What lines in the entries hold the string "IntoProgressCallback"? List them.

****

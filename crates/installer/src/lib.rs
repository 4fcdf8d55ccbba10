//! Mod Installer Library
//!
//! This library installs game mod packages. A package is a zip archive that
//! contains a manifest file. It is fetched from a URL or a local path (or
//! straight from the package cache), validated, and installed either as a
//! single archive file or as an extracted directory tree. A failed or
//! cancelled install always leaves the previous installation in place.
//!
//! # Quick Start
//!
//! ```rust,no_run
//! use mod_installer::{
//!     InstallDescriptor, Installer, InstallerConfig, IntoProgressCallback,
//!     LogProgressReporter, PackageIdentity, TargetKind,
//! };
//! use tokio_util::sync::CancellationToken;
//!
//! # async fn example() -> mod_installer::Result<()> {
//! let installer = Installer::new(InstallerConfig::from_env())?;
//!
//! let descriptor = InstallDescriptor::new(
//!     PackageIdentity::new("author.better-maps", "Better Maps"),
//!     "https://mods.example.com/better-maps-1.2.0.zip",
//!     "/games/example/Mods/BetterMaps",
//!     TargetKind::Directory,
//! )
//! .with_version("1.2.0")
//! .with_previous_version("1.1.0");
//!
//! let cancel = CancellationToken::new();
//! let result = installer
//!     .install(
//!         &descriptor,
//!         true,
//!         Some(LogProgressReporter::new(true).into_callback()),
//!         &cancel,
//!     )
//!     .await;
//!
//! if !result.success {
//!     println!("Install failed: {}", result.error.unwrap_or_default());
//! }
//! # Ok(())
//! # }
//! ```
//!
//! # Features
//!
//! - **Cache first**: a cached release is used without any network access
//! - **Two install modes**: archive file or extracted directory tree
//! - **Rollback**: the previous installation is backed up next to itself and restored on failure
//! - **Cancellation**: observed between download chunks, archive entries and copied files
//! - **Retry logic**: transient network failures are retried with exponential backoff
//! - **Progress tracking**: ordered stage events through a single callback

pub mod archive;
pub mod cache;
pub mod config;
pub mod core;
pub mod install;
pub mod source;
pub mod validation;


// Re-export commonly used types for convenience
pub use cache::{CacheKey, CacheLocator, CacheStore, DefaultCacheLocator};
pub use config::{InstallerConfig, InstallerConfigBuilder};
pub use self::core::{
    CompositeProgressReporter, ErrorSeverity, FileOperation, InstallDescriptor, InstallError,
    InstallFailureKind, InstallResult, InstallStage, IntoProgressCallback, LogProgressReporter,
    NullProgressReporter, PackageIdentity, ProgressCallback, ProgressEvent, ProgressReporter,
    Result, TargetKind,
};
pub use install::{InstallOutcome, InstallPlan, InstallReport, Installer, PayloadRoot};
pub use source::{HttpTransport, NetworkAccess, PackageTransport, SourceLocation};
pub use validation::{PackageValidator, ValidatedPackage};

****

▸ EXPECTED ANSWER:
//!     InstallDescriptor, Installer, InstallerConfig, IntoProgressCallback,
    InstallFailureKind, InstallResult, InstallStage, IntoProgressCallback, LogProgressReporter,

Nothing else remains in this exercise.